Source code in src/music_attribution/etl/discogs.py

def transform_release(self, data: dict) -> list[NormalizedRecord]:
    """Transform a Discogs release response into NormalizedRecords.

    Creates one ``NormalizedRecord`` for the release itself
    (``EntityTypeEnum.RELEASE``) and one per track
    (``EntityTypeEnum.RECORDING``).  Release-level credits from
    ``extraartists`` are attached to the release record, while
    track-level credits are attached to each track record.

    The ``source_confidence`` is set to 0.85 for all Discogs
    records.

    Parameters
    ----------
    data : dict
        Raw Discogs release dictionary as returned by the
        ``python3-discogs-client``.

    Returns
    -------
    list[NormalizedRecord]
        Release record followed by per-track recording records.
    """
    records: list[NormalizedRecord] = []
    release_id = data.get("id", 0)
    release_title = data.get("title", "")
    release_year = data.get("year")
    release_country = data.get("country")

    # Release-level relationships from extraartists
    release_relationships = self._extract_relationships(data.get("extraartists", []))

    # Release-level record
    primary_artists = data.get("artists", [])
    artist_names = [a.get("name", "") for a in primary_artists if a.get("name")]

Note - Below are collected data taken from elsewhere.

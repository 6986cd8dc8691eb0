//! Sender and recipient addresses.

use std::fmt;

use crate::error::{CourierError, Result};

/// An e-mail address with an optional display name.
///
/// Composition builds one of these for the sender, the recipient and, when
/// the full cc triple is supplied, the carbon-copy recipient.
#[derive(Debug, Clone, PartialEq, Eq)]
pub struct Address {
    /// The address itself.
    pub email: String,
    /// Display name shown alongside the address.
    pub name: Option<String>,
}

impl Address {
    /// Create an address without a display name.
    pub fn new(email: impl Into<String>) -> Result<Self> {
        Ok(Self {
            email: checked(email.into())?,
            name: None,
        })
    }

    /// Create an address with a display name.
    pub fn with_name(email: impl Into<String>, name: impl Into<String>) -> Result<Self> {
        Ok(Self {
            email: checked(email.into())?,
            name: Some(name.into()),
        })
    }

    /// Convert to a lettre mailbox.
    pub(crate) fn to_mailbox(&self) -> Result<lettre::message::Mailbox> {
        let address: lettre::Address = self
            .email
            .parse()
            .map_err(|_| CourierError::InvalidAddress(self.email.clone()))?;
        Ok(lettre::message::Mailbox::new(self.name.clone(), address))
    }
}

impl fmt::Display for Address {
    fn fmt(&self, f: &mut fmt::Formatter<'_>) -> fmt::Result {
        match &self.name {
            Some(name) => write!(f, "{name} <{}>", self.email),
            None => f.write_str(&self.email),
        }
    }
}

/// Shallow mailbox check; lettre's parse at send time is authoritative.
fn checked(email: String) -> Result<String> {
    let trimmed = email.trim();
    let well_formed = !trimmed.contains(char::is_whitespace)
        && trimmed
            .split_once('@')
            .is_some_and(|(local, domain)| !local.is_empty() && domain.contains('.'));

    if well_formed {
        Ok(trimmed.to_string())
    } else {
        Err(CourierError::InvalidAddress(email))
    }
}
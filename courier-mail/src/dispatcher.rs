//! Message dispatch through named transport configurations.

use std::sync::Arc;

use tracing::info;

use crate::config::ConfigurationRegistry;
use crate::error::Result;
use crate::message::ComposedMessage;
use crate::transport::Transport;

/// Resolves a named configuration and hands the composed message to the
/// transport.
///
/// One dispatch per invocation; the first failure at any stage is reported
/// to the caller and nothing is retried.
pub struct Dispatcher {
    registry: Arc<ConfigurationRegistry>,
    transport: Arc<dyn Transport>,
}

impl Dispatcher {
    /// Create a dispatcher over a registry and a transport.
    pub fn new(registry: Arc<ConfigurationRegistry>, transport: Arc<dyn Transport>) -> Self {
        Self {
            registry,
            transport,
        }
    }

    /// Send `message` through the configuration registered under
    /// `configuration_name`.
    pub async fn dispatch(
        &self,
        configuration_name: &str,
        message: &ComposedMessage,
    ) -> Result<()> {
        let configuration = self.registry.get(configuration_name)?;
        self.transport.send(configuration, message).await?;

        info!(
            configuration = configuration_name,
            to = %message.to,
            subject = %message.subject,
            "message dispatched"
        );
        Ok(())
    }
}
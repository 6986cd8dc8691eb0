//! Courier CLI - send one templated e-mail from the command line.
//!
//! ```text
//! courier --config demos/smtp.json --templates demos/templates --parameters demos/send.json
//! ```
//!
//! The parameter file is the same camelCase JSON object the library accepts;
//! unknown keys become template variables. Attachments are added with
//! repeated `--attach` flags.

use std::path::PathBuf;
use std::process::ExitCode;
use std::sync::Arc;

use clap::Parser;
use tracing::error;
use tracing_subscriber::EnvFilter;

use courier_mail::{
    Attachment, EmailMessageHandler, FilesystemLoader, MessageHandler, MessageParameters,
    TemplateLoader,
};

/// Send a templated e-mail through a named SMTP configuration.
#[derive(Parser)]
#[command(name = "courier", version, about)]
struct Cli {
    /// Path to the SMTP configuration JSON file.
    #[arg(short, long, env = "COURIER_CONFIG")]
    config: PathBuf,

    /// Directory containing the message templates.
    #[arg(short, long, env = "COURIER_TEMPLATES")]
    templates: PathBuf,

    /// Path to the JSON parameter file describing this send.
    #[arg(short, long)]
    parameters: PathBuf,

    /// File to attach; repeat for multiple attachments.
    #[arg(short, long = "attach")]
    attachments: Vec<PathBuf>,
}

#[tokio::main]
async fn main() -> ExitCode {
    tracing_subscriber::fmt()
        .with_env_filter(EnvFilter::from_default_env())
        .init();

    let cli = Cli::parse();
    match run(cli).await {
        Ok(()) => ExitCode::SUCCESS,
        Err(err) => {
            error!(%err, "send failed");
            eprintln!("error: {err}");
            ExitCode::FAILURE
        }
    }
}

async fn run(cli: Cli) -> Result<(), Box<dyn std::error::Error>> {
    let raw = std::fs::read_to_string(&cli.parameters)?;
    let mut parameters: MessageParameters = serde_json::from_str(&raw)?;
    for path in &cli.attachments {
        parameters = parameters.attach(Attachment::from_file(path)?);
    }

    let loader: Arc<dyn TemplateLoader> = Arc::new(FilesystemLoader::new(&cli.templates));
    let handler = EmailMessageHandler::from_config_path(&cli.config, loader)?;
    handler.handle_message(parameters).await?;

    println!("message sent");
    Ok(())
}
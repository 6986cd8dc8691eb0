//! Message delivery through SMTP.

use async_trait::async_trait;
use lettre::{
    AsyncSmtpTransport, AsyncTransport, Tokio1Executor,
    transport::smtp::authentication::Credentials,
};
use tracing::debug;

use crate::config::SmtpConfiguration;
use crate::error::Result;
use crate::message::ComposedMessage;

/// Delivers a composed message through one transport configuration.
///
/// The composition engine only ever hands a complete message to this seam
/// and receives success or failure back.
#[async_trait]
pub trait Transport: Send + Sync {
    /// Send `message` using the connection settings in `configuration`.
    async fn send(
        &self,
        configuration: &SmtpConfiguration,
        message: &ComposedMessage,
    ) -> Result<()>;
}

/// SMTP delivery via lettre.
///
/// A session is constructed per send from the configuration selected at call
/// time; there is no pooling, retrying or queueing here.
#[derive(Debug, Default)]
pub struct SmtpTransport;

impl SmtpTransport {
    /// Create a new SMTP transport.
    pub fn new() -> Self {
        Self
    }

    /// Build an SMTP session for the given configuration.
    ///
    /// `ssl` and `starttls` are independent toggles. An implicitly encrypted
    /// connection needs no upgrade, so `ssl` governs connection setup when
    /// both are set.
    fn session(configuration: &SmtpConfiguration) -> Result<AsyncSmtpTransport<Tokio1Executor>> {
        let mut builder = if configuration.ssl {
            AsyncSmtpTransport::<Tokio1Executor>::relay(&configuration.hostname)?
        } else if configuration.starttls {
            AsyncSmtpTransport::<Tokio1Executor>::starttls_relay(&configuration.hostname)?
        } else {
            AsyncSmtpTransport::<Tokio1Executor>::builder_dangerous(&configuration.hostname)
        };

        builder = builder.port(configuration.port);

        if let (Some(username), Some(password)) =
            (&configuration.username, &configuration.password)
        {
            builder = builder.credentials(Credentials::new(username.clone(), password.clone()));
        }

        Ok(builder.build())
    }
}

#[async_trait]
impl Transport for SmtpTransport {
    async fn send(
        &self,
        configuration: &SmtpConfiguration,
        message: &ComposedMessage,
    ) -> Result<()> {
        let session = Self::session(configuration)?;
        let mail = message.to_lettre()?;

        debug!(
            host = %configuration.hostname,
            port = configuration.port,
            to = %message.to,
            subject = %message.subject,
            "sending message via SMTP"
        );

        session.send(mail).await?;

        debug!("message sent");
        Ok(())
    }
}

    release_record = NormalizedRecord(
        source=SourceEnum.DISCOGS,
        source_id=str(release_id),
        entity_type=EntityTypeEnum.RELEASE,
        canonical_name=release_title,
        identifiers=IdentifierBundle(discogs_id=release_id),
        metadata=SourceMetadata(
            roles=artist_names,
            release_date=str(release_year) if release_year else None,
            release_country=release_country,
        ),
        relationships=release_relationships,
        fetch_timestamp=datetime.now(UTC),
        source_confidence=0.85,
        raw_payload=data,
    )
    records.append(release_record)

    # Per-track records
    for track in data.get("tracklist", []):
        track_title = track.get("title", "")
        track_relationships = self._extract_relationships(track.get("extraartists", []))

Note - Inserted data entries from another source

//! The message-send entry point.

use std::path::Path;
use std::sync::Arc;

use async_trait::async_trait;

use crate::MessageHandler;
use crate::composer::{MessageComposer, MessageParameters};
use crate::config::ConfigurationRegistry;
use crate::dispatcher::Dispatcher;
use crate::error::Result;
use crate::template::{TemplateCache, TemplateLoader};
use crate::transport::{SmtpTransport, Transport};

/// Sends templated e-mail messages through named SMTP configurations.
///
/// The single public operation is [`handle_message`]: validate the
/// parameters, render the template parts, assemble the message and dispatch
/// it. Registry and template cache are built once and shared across sends.
///
/// [`handle_message`]: MessageHandler::handle_message
pub struct EmailMessageHandler {
    composer: MessageComposer,
    dispatcher: Dispatcher,
}

impl EmailMessageHandler {
    /// Create a handler from a configuration file and a template loader,
    /// delivering through SMTP.
    pub fn from_config_path(
        path: impl AsRef<Path>,
        loader: Arc<dyn TemplateLoader>,
    ) -> Result<Self> {
        let registry = Arc::new(ConfigurationRegistry::from_path(path)?);
        Ok(Self::new(registry, loader))
    }

    /// Create a handler delivering through SMTP.
    pub fn new(registry: Arc<ConfigurationRegistry>, loader: Arc<dyn TemplateLoader>) -> Self {
        Self::with_transport(registry, loader, Arc::new(SmtpTransport::new()))
    }

    /// Create a handler delivering through a custom transport.
    pub fn with_transport(
        registry: Arc<ConfigurationRegistry>,
        loader: Arc<dyn TemplateLoader>,
        transport: Arc<dyn Transport>,
    ) -> Self {
        let templates = Arc::new(TemplateCache::new(loader));
        Self {
            composer: MessageComposer::new(Arc::clone(&registry), templates),
            dispatcher: Dispatcher::new(registry, transport),
        }
    }
}

#[async_trait]
impl MessageHandler for EmailMessageHandler {
    async fn handle_message(&self, parameters: MessageParameters) -> Result<()> {
        let configuration_name = parameters.obligatory()?.configuration_name.to_string();
        let message = self.composer.compose(&parameters)?;
        self.dispatcher.dispatch(&configuration_name, &message).await
    }
}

        # Parse duration string like "4:19" to milliseconds
        duration_ms = self._parse_duration(track.get("duration", ""))

        track_record = NormalizedRecord(
            source=SourceEnum.DISCOGS,
            source_id=f"{release_id}-{track.get('position', '')}",
            entity_type=EntityTypeEnum.RECORDING,
            canonical_name=track_title,
            identifiers=IdentifierBundle(discogs_id=release_id),
            metadata=SourceMetadata(
                roles=artist_names,
                release_date=str(release_year) if release_year else None,
                release_country=release_country,
                duration_ms=duration_ms,
            ),
            relationships=track_relationships,
            fetch_timestamp=datetime.now(UTC),
            source_confidence=0.85,
            raw_payload=track,
        )
        records.append(track_record)

    return records

transform_artist ¶

transform_artist(data: dict) -> NormalizedRecord

Transform a Discogs artist response into a NormalizedRecord.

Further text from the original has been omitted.